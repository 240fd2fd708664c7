//! Optional Prometheus request metrics.
//!
//! `actix-web-prom` changes the response body type, so both branches box
//! their body to keep a single `App` type whether or not metrics are on.

use std::sync::Arc;

use actix_service::boxed::{self, BoxService};
use actix_service::{Service, ServiceExt as _, Transform};
use actix_web::body::{BoxBody, MessageBody};
use actix_web::dev::{ServiceRequest, ServiceResponse};
use actix_web::middleware::Compat;
use actix_web_prom::{PrometheusMetrics, PrometheusMetricsBuilder};
use futures_util::future::LocalBoxFuture;
use tracing::warn;

type BoxedService = BoxService<ServiceRequest, ServiceResponse<BoxBody>, actix_web::Error>;

/// Build the `/metrics` exporter, logging and continuing without it on
/// failure.
pub(crate) fn build_prometheus(namespace: &str) -> Option<PrometheusMetrics> {
    PrometheusMetricsBuilder::new(namespace)
        .endpoint("/metrics")
        .build()
        .map_err(|error| warn!(%error, "prometheus metrics disabled"))
        .ok()
}

/// Middleware that records request metrics when configured.
#[derive(Clone)]
pub(crate) struct MetricsLayer(Option<Arc<PrometheusMetrics>>);

impl MetricsLayer {
    #[must_use]
    pub(crate) fn from_option(metrics: Option<PrometheusMetrics>) -> Self {
        Self(metrics.map(Arc::new))
    }
}

impl<S, B> Transform<S, ServiceRequest> for MetricsLayer
where
    S: Service<ServiceRequest, Response = ServiceResponse<B>, Error = actix_web::Error> + 'static,
    B: MessageBody + 'static,
{
    type Response = ServiceResponse<BoxBody>;
    type Error = actix_web::Error;
    type InitError = ();
    type Transform = BoxedService;
    type Future = LocalBoxFuture<'static, Result<Self::Transform, Self::InitError>>;

    fn new_transform(&self, service: S) -> Self::Future {
        let Some(metrics) = self.0.clone() else {
            let passthrough = service.map(ServiceResponse::map_into_boxed_body);
            return Box::pin(async move { Ok(boxed::service(passthrough)) });
        };
        let wrapped = Compat::new((*metrics).clone()).new_transform(service);
        Box::pin(async move { Ok(boxed::service(wrapped.await?)) })
    }
}
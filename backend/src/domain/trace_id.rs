//! Request-scoped trace identifier for correlation across logs and errors.
//!
//! `TraceId` follows a sync request from the HTTP edge through the domain
//! service and into error payloads. It lives in task-local storage so the
//! service does not have to thread it through every call.
//!
//! Tokio task-local variables are not inherited across spawned tasks. Use
//! [`TraceId::scope`] when moving work onto another task.

use std::future::Future;

use tokio::task_local;
use uuid::Uuid;

task_local! {
    /// Task-local storage for the current trace identifier.
    pub(crate) static TRACE_ID: TraceId;
}

/// Header used to echo the trace identifier back to clients.
pub const TRACE_ID_HEADER: &str = "trace-id";

/// Per-request trace identifier exposed via task-local storage.
///
/// # Examples
/// ```
/// use backend::TraceId;
///
/// async fn handler() {
///     if let Some(id) = TraceId::current() {
///         tracing::info!(%id, "handling request");
///     }
/// }
/// ```
#[derive(Debug, Clone, Copy, PartialEq, Eq)]
pub struct TraceId(pub(crate) Uuid);

impl TraceId {
    /// Generate a new random trace identifier.
    #[must_use]
    #[rustfmt::skip]
    pub(crate) fn generate() -> Self { Self(Uuid::new_v4()) }

    /// Construct a trace identifier from an existing UUID.
    #[must_use]
    pub fn from_uuid(uuid: Uuid) -> Self {
        Self(uuid)
    }

    /// Returns the current trace identifier if one is in scope.
    #[must_use]
    #[rustfmt::skip]
    pub fn current() -> Option<Self> { TRACE_ID.try_with(|id| *id).ok() }

    /// Execute the provided future with the supplied trace identifier in scope.
    ///
    /// # Examples
    /// ```
    /// use backend::TraceId;
    ///
    /// # tokio::runtime::Runtime::new().unwrap().block_on(async {
    /// let trace_id: TraceId = "00000000-0000-0000-0000-000000000000"
    ///     .parse()
    ///     .expect("valid UUID");
    /// let observed = TraceId::scope(trace_id, async move { TraceId::current() }).await;
    /// assert_eq!(observed, Some(trace_id));
    /// # });
    /// ```
    pub async fn scope<Fut>(trace_id: TraceId, fut: Fut) -> Fut::Output
    where
        Fut: Future,
    {
        TRACE_ID.scope(trace_id, fut).await
    }
}

impl std::fmt::Display for TraceId {
    fn fmt(&self, f: &mut std::fmt::Formatter<'_>) -> std::fmt::Result {
        write!(f, "{}", self.0)
    }
}

impl std::str::FromStr for TraceId {
    type Err = uuid::Error;

    fn from_str(s: &str) -> Result<Self, Self::Err> {
        Ok(Self(Uuid::parse_str(s)?))
    }
}
//! Mobile sync domain service.
//!
//! Builds a [`DeltaSnapshot`] for one caller. Jobs are always "today" in the
//! configured zone; pools and visits follow from the resolved jobs; visit
//! children follow from the resolved visits. Reads run one after another
//! and any failure fails the whole pull.

use std::sync::Arc;

use async_trait::async_trait;
use mockable::Clock;
use tracing::info;

use crate::domain::ports::{MobileSyncQuery, SyncRecordRepository, SyncRecordRepositoryError};
use crate::domain::sync::epoch_millis;
use crate::domain::{
    Caller, DayWindow, DeltaSnapshot, Error, Job, NonEmptyIds, Shape, SyncRequest, SyncTimeZone,
    TenantScope, VisitEntry,
};

fn map_repository_error(error: SyncRecordRepositoryError) -> Error {
    match error {
        SyncRecordRepositoryError::Connection { message } => {
            Error::service_unavailable(format!("sync record repository unavailable: {message}"))
        }
        SyncRecordRepositoryError::Query { message } => {
            Error::internal(format!("sync record repository error: {message}"))
        }
    }
}

/// Sync service implementing the [`MobileSyncQuery`] driving port.
#[derive(Clone)]
pub struct MobileSyncService<R: ?Sized> {
    records: Arc<R>,
    clock: Arc<dyn Clock>,
    zone: SyncTimeZone,
}

impl<R: ?Sized> MobileSyncService<R> {
    /// Create a service over a record store, evaluating "today" in `zone`.
    pub fn new(records: Arc<R>, clock: Arc<dyn Clock>, zone: SyncTimeZone) -> Self {
        Self {
            records,
            clock,
            zone,
        }
    }
}

impl<R> MobileSyncService<R>
where
    R: SyncRecordRepository + ?Sized,
{
    async fn resolve_jobs(
        &self,
        caller: &Caller,
        scope: &TenantScope,
        window: &DayWindow,
    ) -> Result<Vec<Job>, Error> {
        let assignee = if caller.role().is_field_technician() {
            let staff_id = self
                .records
                .find_staff_id_for_user(scope, &caller.user_id())
                .await
                .map_err(map_repository_error)?;
            let Some(staff_id) = staff_id else {
                return Ok(Vec::new());
            };
            Some(staff_id)
        } else {
            None
        };

        self.records
            .list_jobs_in_window(scope, window, assignee)
            .await
            .map_err(map_repository_error)
    }

    async fn resolve_visits(
        &self,
        caller: &Caller,
        scope: &TenantScope,
        jobs: &[Job],
    ) -> Result<Vec<VisitEntry>, Error> {
        if !caller.role().is_field_technician() {
            return self
                .records
                .list_visits(scope)
                .await
                .map_err(map_repository_error);
        }

        let Some(job_ids) = NonEmptyIds::collect(jobs.iter().map(|job| job.id)) else {
            return Ok(Vec::new());
        };
        self.records
            .list_visits_for_jobs(scope, &job_ids)
            .await
            .map_err(map_repository_error)
    }

    async fn resolve_visit_children(
        &self,
        request: &SyncRequest,
        scope: &TenantScope,
        snapshot: &mut DeltaSnapshot,
    ) -> Result<(), Error> {
        let Some(visit_ids) = NonEmptyIds::collect(snapshot.visits.iter().map(|visit| visit.id))
        else {
            return Ok(());
        };

        if request.shapes.contains(Shape::Readings) {
            snapshot.readings = self
                .records
                .list_readings_for_visits(scope, &visit_ids)
                .await
                .map_err(map_repository_error)?;
        }
        if request.shapes.contains(Shape::Chemicals) {
            snapshot.chemicals = self
                .records
                .list_chemicals_for_visits(scope, &visit_ids)
                .await
                .map_err(map_repository_error)?;
        }
        if request.shapes.contains(Shape::Issues) {
            snapshot.issues = self
                .records
                .list_issues_for_visits(scope, &visit_ids)
                .await
                .map_err(map_repository_error)?;
        }
        Ok(())
    }
}

#[async_trait]
impl<R> MobileSyncQuery for MobileSyncService<R>
where
    R: SyncRecordRepository + ?Sized,
{
    async fn get_delta(&self, request: SyncRequest) -> Result<DeltaSnapshot, Error> {
        let now = self.clock.utc();
        let caller = request.caller;
        let scope = caller.scope();
        let window = DayWindow::containing(now, self.zone);
        let mut snapshot = DeltaSnapshot::empty_at(epoch_millis(now));

        if request.shapes.contains(Shape::Jobs) {
            snapshot.jobs = self.resolve_jobs(&caller, &scope, &window).await?;
        }

        if request.shapes.contains(Shape::Pools) {
            let pool_ids = NonEmptyIds::collect(snapshot.jobs.iter().filter_map(|job| job.pool_id));
            if let Some(pool_ids) = pool_ids {
                snapshot.pools = self
                    .records
                    .list_pools_by_ids(&scope, &pool_ids)
                    .await
                    .map_err(map_repository_error)?;
            }
        }

        if request.shapes.contains(Shape::Visits) {
            snapshot.visits = self.resolve_visits(&caller, &scope, &snapshot.jobs).await?;
        }

        self.resolve_visit_children(&request, &scope, &mut snapshot)
            .await?;

        // Van stock is not tracked yet; tombstones are never produced.

        info!(
            org_id = %caller.org_id(),
            role = %caller.role(),
            shapes = %request.shapes,
            since = request.since.as_millis(),
            server_ts = snapshot.server_ts,
            window_start = %window.start(),
            jobs = snapshot.jobs.len(),
            pools = snapshot.pools.len(),
            visits = snapshot.visits.len(),
            readings = snapshot.readings.len(),
            chemicals = snapshot.chemicals.len(),
            issues = snapshot.issues.len(),
            "mobile sync snapshot assembled"
        );

        Ok(snapshot)
    }
}

#[cfg(test)]
#[path = "mobile_sync_service_tests.rs"]
mod tests;
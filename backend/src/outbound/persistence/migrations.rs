//! Embedded schema migrations.

use diesel::Connection;
use diesel::pg::PgConnection;
use diesel_migrations::{EmbeddedMigrations, MigrationHarness, embed_migrations};
use tracing::info;

const MIGRATIONS: EmbeddedMigrations = embed_migrations!("migrations");

/// Failure while applying migrations.
#[derive(Debug, thiserror::Error)]
pub enum MigrationError {
    #[error("failed to connect for migrations: {0}")]
    Connect(#[from] diesel::ConnectionError),
    #[error("failed to apply migrations: {0}")]
    Apply(String),
    #[error("migration task panicked: {0}")]
    Join(#[from] tokio::task::JoinError),
}

/// Apply pending migrations on a blocking thread.
///
/// # Errors
///
/// Returns [`MigrationError`] when the database is unreachable or a migration
/// fails.
pub async fn run_pending_migrations(database_url: &str) -> Result<usize, MigrationError> {
    let url = database_url.to_owned();
    tokio::task::spawn_blocking(move || {
        let mut conn = PgConnection::establish(&url)?;
        let applied = conn
            .run_pending_migrations(MIGRATIONS)
            .map_err(|err| MigrationError::Apply(err.to_string()))?;
        for version in &applied {
            info!(%version, "applied migration");
        }
        Ok(applied.len())
    })
    .await?
}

YOUR OBJECTIVE — Filter the records above for the string "wrapped" and copy each matching line.

SOLUTION —
        let wrapped = Compat::new((*metrics).clone()).new_transform(service);
        Box::pin(async move { Ok(boxed::service(wrapped.await?)) })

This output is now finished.